Extracted entries:
* * * *
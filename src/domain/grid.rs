//! Geomagnetic anomaly grid: file loading and bilinear point queries.
//!
//! [`MagneticGrid`] reads a whitespace-delimited table of
//! `longitude latitude anomaly_nT` rows into a regular 2-D grid and answers
//! point queries by bilinear interpolation. Loading is lazy and single-flight:
//! the first query triggers the load, concurrent queries await the same
//! in-flight load, and the outcome (including a failed load) is cached for
//! the process lifetime.

use std::cmp::Ordering;
use std::path::PathBuf;

use tokio::sync::OnceCell;

use crate::error::TrackerError;

/// Lazily loaded anomaly grid with bilinear interpolation.
///
/// A missing grid file is not fatal: the lookup stays disabled and every
/// query returns `None`. A present but malformed file fails the whole load
/// (integrity error) with the same disabled outcome.
#[derive(Debug)]
pub struct MagneticGrid {
    path: PathBuf,
    data: OnceCell<Option<GridData>>,
}

#[derive(Debug)]
struct GridData {
    /// Sorted unique latitudes (row axis).
    lats: Vec<f64>,
    /// Sorted unique longitudes (column axis).
    lons: Vec<f64>,
    /// Row-major values: index `lat_idx * lons.len() + lon_idx`.
    values: Vec<f64>,
}

impl MagneticGrid {
    /// Creates a lazy handle for the grid file at `path`. Nothing is read
    /// until the first query.
    #[must_use]
    pub fn new(path: impl Into<PathBuf>) -> Self {
        Self {
            path: path.into(),
            data: OnceCell::new(),
        }
    }

    /// Builds a grid directly from an in-memory table (the same format as
    /// the grid file). Used by tests and by the file loader.
    ///
    /// # Errors
    ///
    /// Returns [`TrackerError::GridFormat`] when a row does not have exactly
    /// three numeric columns or the rows do not cover a full regular grid.
    pub fn from_table(table: &str) -> Result<Self, TrackerError> {
        let data = GridData::parse(table)?;
        Ok(Self {
            path: PathBuf::new(),
            data: OnceCell::new_with(Some(Some(data))),
        })
    }

    /// Returns the interpolated anomaly in nT at `(lat, lon)`, or `None`
    /// when the point falls outside the grid's bounding box or no grid is
    /// available. Triggers the lazy load on first use.
    pub async fn anomaly(&self, lat: f64, lon: f64) -> Option<f64> {
        let data = self.data.get_or_init(|| self.load()).await;
        data.as_ref().and_then(|grid| grid.query(lat, lon))
    }

    /// Reads and parses the grid file. Failures are logged and leave the
    /// lookup disabled; they are never raised to the caller.
    async fn load(&self) -> Option<GridData> {
        let table = match tokio::fs::read_to_string(&self.path).await {
            Ok(table) => table,
            Err(err) => {
                tracing::warn!(path = %self.path.display(), %err, "magnetic grid unavailable, lookup disabled");
                return None;
            }
        };

        match GridData::parse(&table) {
            Ok(grid) => {
                tracing::info!(
                    rows = grid.lats.len(),
                    cols = grid.lons.len(),
                    "magnetic grid loaded"
                );
                Some(grid)
            }
            Err(err) => {
                tracing::error!(path = %self.path.display(), %err, "magnetic grid malformed, lookup disabled");
                None
            }
        }
    }
}

impl GridData {
    /// Parses `longitude latitude anomaly` rows into a dense regular grid.
    fn parse(table: &str) -> Result<Self, TrackerError> {
        let mut rows: Vec<(f64, f64, f64)> = Vec::new();

        for (line_no, line) in table.lines().enumerate() {
            let line = line.trim();
            if line.is_empty() {
                continue;
            }
            let mut cols = line.split_whitespace();
            let (Some(lon), Some(lat), Some(value), None) =
                (cols.next(), cols.next(), cols.next(), cols.next())
            else {
                return Err(TrackerError::GridFormat(format!(
                    "line {}: expected 3 columns",
                    line_no + 1
                )));
            };
            let parse = |s: &str| -> Result<f64, TrackerError> {
                s.parse().map_err(|_| {
                    TrackerError::GridFormat(format!("line {}: non-numeric value {s:?}", line_no + 1))
                })
            };
            rows.push((parse(lon)?, parse(lat)?, parse(value)?));
        }

        if rows.is_empty() {
            return Err(TrackerError::GridFormat("empty grid table".to_string()));
        }

        let mut lons: Vec<f64> = rows.iter().map(|r| r.0).collect();
        let mut lats: Vec<f64> = rows.iter().map(|r| r.1).collect();
        sort_dedup(&mut lons);
        sort_dedup(&mut lats);

        if lats.len() * lons.len() != rows.len() {
            return Err(TrackerError::GridFormat(format!(
                "{} rows do not form a {} x {} grid",
                rows.len(),
                lats.len(),
                lons.len()
            )));
        }

        let mut values = vec![f64::NAN; rows.len()];
        for (lon, lat, value) in rows {
            let (Some(lat_idx), Some(lon_idx)) = (axis_index(&lats, lat), axis_index(&lons, lon))
            else {
                return Err(TrackerError::GridFormat(
                    "grid row outside its own axes".to_string(),
                ));
            };
            if let Some(slot) = values.get_mut(lat_idx * lons.len() + lon_idx) {
                *slot = value;
            }
        }

        if values.iter().any(|v| v.is_nan()) {
            return Err(TrackerError::GridFormat(
                "grid has duplicate or missing vertices".to_string(),
            ));
        }

        Ok(Self { lats, lons, values })
    }

    /// Bilinear interpolation at `(lat, lon)`; `None` outside the bounding box.
    fn query(&self, lat: f64, lon: f64) -> Option<f64> {
        let (lat_lo, lat_hi, t_lat) = bracket(&self.lats, lat)?;
        let (lon_lo, lon_hi, t_lon) = bracket(&self.lons, lon)?;

        let v00 = self.at(lat_lo, lon_lo)?;
        let v01 = self.at(lat_lo, lon_hi)?;
        let v10 = self.at(lat_hi, lon_lo)?;
        let v11 = self.at(lat_hi, lon_hi)?;

        Some(
            v00 * (1.0 - t_lat) * (1.0 - t_lon)
                + v01 * (1.0 - t_lat) * t_lon
                + v10 * t_lat * (1.0 - t_lon)
                + v11 * t_lat * t_lon,
        )
    }

    fn at(&self, lat_idx: usize, lon_idx: usize) -> Option<f64> {
        self.values.get(lat_idx * self.lons.len() + lon_idx).copied()
    }
}

fn sort_dedup(axis: &mut Vec<f64>) {
    axis.sort_by(|a, b| a.partial_cmp(b).unwrap_or(Ordering::Equal));
    axis.dedup();
}

/// Exact index of `value` on a sorted axis (grid rows reuse axis values
/// bit-for-bit, so exact comparison is valid here).
fn axis_index(axis: &[f64], value: f64) -> Option<usize> {
    axis.binary_search_by(|probe| probe.partial_cmp(&value).unwrap_or(Ordering::Equal))
        .ok()
}

/// Finds the bracketing indices `(lo, hi)` and interpolation weight `t` for
/// `value` on a sorted axis. Returns `None` outside the axis range.
fn bracket(axis: &[f64], value: f64) -> Option<(usize, usize, f64)> {
    let (&first, &last) = (axis.first()?, axis.last()?);
    if value < first || value > last {
        return None;
    }

    let upper = axis.partition_point(|&x| x <= value);
    // value >= first, so upper >= 1
    let lo = upper.saturating_sub(1);
    let hi = upper.min(axis.len().saturating_sub(1));

    let (&a, &b) = (axis.get(lo)?, axis.get(hi)?);
    let t = if hi == lo || (b - a).abs() < f64::EPSILON {
        0.0
    } else {
        (value - a) / (b - a)
    };
    Some((lo, hi, t))
}

#[cfg(test)]
#[allow(clippy::panic)]
mod tests {
    use super::*;

    // 3 x 3 grid over lon [-123, -121], lat [37, 39]
    const TABLE: &str = "\
-123.0 37.0 10.0
-122.0 37.0 20.0
-121.0 37.0 30.0
-123.0 38.0 40.0
-122.0 38.0 50.0
-121.0 38.0 60.0
-123.0 39.0 70.0
-122.0 39.0 80.0
-121.0 39.0 90.0
";

    fn grid() -> MagneticGrid {
        let Ok(grid) = MagneticGrid::from_table(TABLE) else {
            panic!("sample table should parse");
        };
        grid
    }

    #[tokio::test]
    async fn vertex_query_returns_exact_value() {
        let grid = grid();
        assert_eq!(grid.anomaly(38.0, -122.0).await, Some(50.0));
        assert_eq!(grid.anomaly(37.0, -123.0).await, Some(10.0));
        assert_eq!(grid.anomaly(39.0, -121.0).await, Some(90.0));
    }

    #[tokio::test]
    async fn midpoint_interpolates_linearly() {
        let grid = grid();
        let Some(v) = grid.anomaly(37.5, -122.5).await else {
            panic!("interior point should interpolate");
        };
        // Average of the four surrounding vertices 10, 20, 40, 50
        assert!((v - 30.0).abs() < 1e-9, "got {v}");
    }

    #[tokio::test]
    async fn edge_point_interpolates_along_edge() {
        let grid = grid();
        let Some(v) = grid.anomaly(37.0, -122.5).await else {
            panic!("edge point is inside the bounding box");
        };
        assert!((v - 15.0).abs() < 1e-9, "got {v}");
    }

    #[tokio::test]
    async fn outside_bounding_box_returns_none() {
        let grid = grid();
        assert_eq!(grid.anomaly(45.0, -100.0).await, None);
        assert_eq!(grid.anomaly(36.9, -122.0).await, None);
        assert_eq!(grid.anomaly(38.0, -120.9).await, None);
    }

    #[tokio::test]
    async fn missing_file_disables_lookup() {
        let grid = MagneticGrid::new("/nonexistent/anomalies.xyz");
        assert_eq!(grid.anomaly(38.0, -122.0).await, None);
        // Second query reuses the cached failed load
        assert_eq!(grid.anomaly(38.0, -122.0).await, None);
    }

    #[test]
    fn wrong_column_count_fails_load() {
        let result = MagneticGrid::from_table("-122.0 37.0\n");
        assert!(result.is_err());
    }

    #[test]
    fn non_numeric_value_fails_load() {
        let result = MagneticGrid::from_table("-122.0 37.0 abc\n");
        assert!(result.is_err());
    }

    #[test]
    fn incomplete_grid_fails_load() {
        // 3 unique lons x 2 unique lats but only 5 rows
        let table = "\
-123.0 37.0 10.0
-122.0 37.0 20.0
-121.0 37.0 30.0
-123.0 38.0 40.0
-122.0 38.0 50.0
";
        assert!(MagneticGrid::from_table(table).is_err());
    }
}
* * * *
Work instructions: Where does "same" appear in the records above? Copy each line that holds it.

Answer to this exercise:
//! the first query triggers the load, concurrent queries await the same
/// (integrity error) with the same disabled outcome.
    /// Builds a grid directly from an in-memory table (the same format as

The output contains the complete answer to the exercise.